Boris Johnson, premier ministre britannique, c’est-à-dire chef de l’exécutif, a demandé et obtenu de la reine d’Angleterre que les Communes (l’assemblée nationale) ne puissent pas se réunir de mi-septembre au 14 octobre, où elles devront entendre le «discours du trône», c’est-à-dire la déclaration de politique générale de Johnson lue par la reine, puis disposeront de deux jours pour se prononcer sur les ultimes modalités du Brexit, avant le «sommet européen» prévu vers le 20 octobre.

Autrement dit, Boris Johnson, en s’appuyant sur l’institution monarchique, procède à un coup d’État. Sur une question d’une importance centrale, le Parlement est interdit de se réunir. Ceci est absolument sans précédent dans l’histoire britannique, ou plus exactement les deux précédents sont ceux du roi Charles I° en 1629 et Jacques II en 1689 : dans les deux cas, il en a résulté une révolution renversant ces rois (et décapitant le premier d’entre eux).

La crise institutionnelle de la construction britannique arrive à son point crucial. L’impasse dans laquelle le capitalisme anglais s’est mis lui-même par le succès du référendum sur le Brexit, initialement calculé pour enrayer les effets de la réapparition d’un parti ouvrier de masse en Europe avec la victoire de Jeremy Corbyn dans le Labour party, cette impasse parvient à son acmé.

C’est l’impasse en ce qui concerne la question irlandaise réactivée par le Brexit, puisque sa conséquence inévitable est le rétablissement d’une frontière «dure» coupant l’Irlande en deux, ce qui sera refusé massivement par la nation irlandaise et aussi par les «protestants» d’Irlande du Nord, rejet qui soulève de facto la question de la réunification de l’Irlande. Bruxelles et Macron veulent imposer à la place un système temporaire qui place la frontière douanière entre l’île irlandaise et l’île britannique, ce qui soulève de facto … la même question de la réunification de l’Irlande. Johnson, soutenu par de larges secteurs du capitalisme britannique, a choisi le «Brexit dur» pour garder l’Irlande. Impasse, donc, en ce qui concerne l’existence politique du Royaume-Uni de Grande-Bretagne et d’Irlande du Nord.

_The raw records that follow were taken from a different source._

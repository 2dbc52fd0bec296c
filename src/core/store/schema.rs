//! Database schema initialization

use rusqlite::{params, Connection, OptionalExtension};

use super::{StoreError, SCHEMA_VERSION};

/// Create the `paletes` table and its indexes if they are missing
///
/// Databases created before the lot index existed may already hold the same
/// lot at two positions; the unique index is skipped for those and the
/// insert-time check remains the only guard.
pub(super) fn init_schema(conn: &mut Connection) -> Result<(), StoreError> {
    conn.execute_batch(
        r#"
        CREATE TABLE IF NOT EXISTS schema_version (
            version INTEGER PRIMARY KEY
        );

        CREATE TABLE IF NOT EXISTS paletes (
            id INTEGER PRIMARY KEY AUTOINCREMENT,
            posicao TEXT UNIQUE,
            lote TEXT,
            produto TEXT,
            estoque TEXT,
            observacoes TEXT,
            data_entrada TEXT
        );
        "#,
    )?;

    let duplicated_lots: i64 = conn.query_row(
        "SELECT COUNT(*) FROM (SELECT lote FROM paletes WHERE lote IS NOT NULL GROUP BY lote HAVING COUNT(*) > 1)",
        [],
        |row| row.get(0),
    )?;
    if duplicated_lots == 0 {
        conn.execute_batch(
            "CREATE UNIQUE INDEX IF NOT EXISTS idx_paletes_lote ON paletes(lote);",
        )?;
    } else {
        tracing::warn!(
            lots = duplicated_lots,
            "lots allocated at more than one position; unique lot index not created"
        );
    }

    let version: Option<i32> = conn
        .query_row("SELECT version FROM schema_version LIMIT 1", [], |row| {
            row.get(0)
        })
        .optional()?;
    if version.is_none() {
        conn.execute(
            "INSERT INTO schema_version (version) VALUES (?1)",
            params![SCHEMA_VERSION],
        )?;
    }

    Ok(())
}
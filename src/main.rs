use camara::cli::{Cli, Commands, GlobalOpts};
use clap::Parser;
use miette::Result;
use tracing_subscriber::{layer::SubscriberExt, util::SubscriberInitExt};

fn main() -> Result<()> {
    // Reset SIGPIPE to default behavior (terminate silently) for proper Unix piping.
    #[cfg(unix)]
    {
        unsafe {
            libc::signal(libc::SIGPIPE, libc::SIG_DFL);
        }
    }
    // Install miette's fancy error handler for beautiful diagnostics
    miette::set_hook(Box::new(|_| {
        Box::new(
            miette::MietteHandlerOpts::new()
                .terminal_links(true)
                .unicode(true)
                .context_lines(2)
                .tab_width(4)
                .build(),
        )
    }))?;

    let cli = Cli::parse();
    let global = cli.global;
    init_tracing(&global);

    match cli.command {
        Commands::Init(args) => camara::cli::commands::init::run(args, &global),
        Commands::Map(args) => camara::cli::commands::map::run(args, &global),
        Commands::Register(args) => camara::cli::commands::register::run(args, &global),
        Commands::Show(args) => camara::cli::commands::show::run(args, &global),
        Commands::Remove(args) => camara::cli::commands::remove::run(args, &global),
        Commands::Search(args) => camara::cli::commands::search::run(args, &global),
        Commands::List(args) => camara::cli::commands::list::run(args, &global),
        Commands::Refresh(args) => camara::cli::commands::refresh::run(args, &global),
        Commands::Lookup(args) => camara::cli::commands::lookup::run(args, &global),
        Commands::Status(args) => camara::cli::commands::status::run(args, &global),
        Commands::Interactive(args) => camara::cli::commands::interactive::run(args, &global),
        Commands::Config(cmd) => camara::cli::commands::config::run(cmd, &global),
        Commands::Completions(args) => camara::cli::commands::completions::run(args),
    }
}

/// Log to stderr; `RUST_LOG` overrides the level picked from -v/-q
fn init_tracing(global: &GlobalOpts) {
    let default_level = if global.verbose {
        "camara=info"
    } else if global.quiet {
        "error"
    } else {
        "warn"
    };
    let filter = tracing_subscriber::EnvFilter::try_from_default_env()
        .unwrap_or_else(|_| tracing_subscriber::EnvFilter::new(default_level));

    tracing_subscriber::registry()
        .with(filter)
        .with(
            tracing_subscriber::fmt::layer()
                .with_writer(std::io::stderr)
                .with_target(false),
        )
        .init();
}
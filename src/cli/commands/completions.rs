//! Shell completion generation
//!
//! Generates shell completion scripts for bash, zsh, fish, and PowerShell.
//!
//! # Usage
//!
//! ```bash
//! # Bash - add to ~/.bashrc
//! source <(camara completions bash)
//!
//! # Fish
//! camara completions fish > ~/.config/fish/completions/camara.fish
//! ```

use clap::CommandFactory;
use clap_complete::{generate, Shell};
use miette::Result;
use std::io;

use crate::cli::Cli;

#[derive(clap::Args, Debug)]
pub struct CompletionsArgs {
    /// Shell to generate completions for
    #[arg(value_enum)]
    pub shell: Shell,
}

pub fn run(args: CompletionsArgs) -> Result<()> {
    let mut cmd = Cli::command();
    generate(args.shell, &mut cmd, "camara", &mut io::stdout());
    Ok(())
}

C’est l’impasse en ce qui concerne la cohésion de la Grande-Bretagne, puisque le coup d’État de Johnson veut dire une contrainte politique renforcée pour l’Écosse, poussée à l’indépendance, et même pour le Pays de Galle, où le Brexit avait eu une courte majorité en 2016, mais où Johnson a suscité les plus grandes inquiétudes. Écosse et Pays de Galles ne peuvent pas exister démocratiquement en étant ligotés dans un État «brexiteur» associé aux États-Unis de Trump. Cela ne veut pas dire que l’indépendance s’impose forcément : la renégociation démocratique des fondements nationaux de la Grande-Bretagne est à l’ordre-du-jour, mais elle ne se fera ni avec Johnson – ni avec la reine.

C’est enfin l’impasse, qui concentre les deux impasses précédentes, au niveau de l’Angleterre proprement dite où, sans aucun précédent depuis le XVII° siècle, le pouvoir exécutif tente d’imposer la suspension du parlement, car cette suspension viole tout autant les droits démocratiques anglais qu’écossais et gallois. Or, il s’agit là du régime parlementaire bourgeois par excellence, du plus ancien et du plus rôdé de l’histoire. Sa faillite sonne un glas.

La vraie démocratie exige un parlement souverain en Angleterre, un choix souverain écossais et gallois quant à l’association de l’Écosse et du Pays de Galles avec l’Angleterre dans la Grande-Bretagne, et l’unité de l’Irlande reconnaissant l’égalité des droits de tous ses habitants.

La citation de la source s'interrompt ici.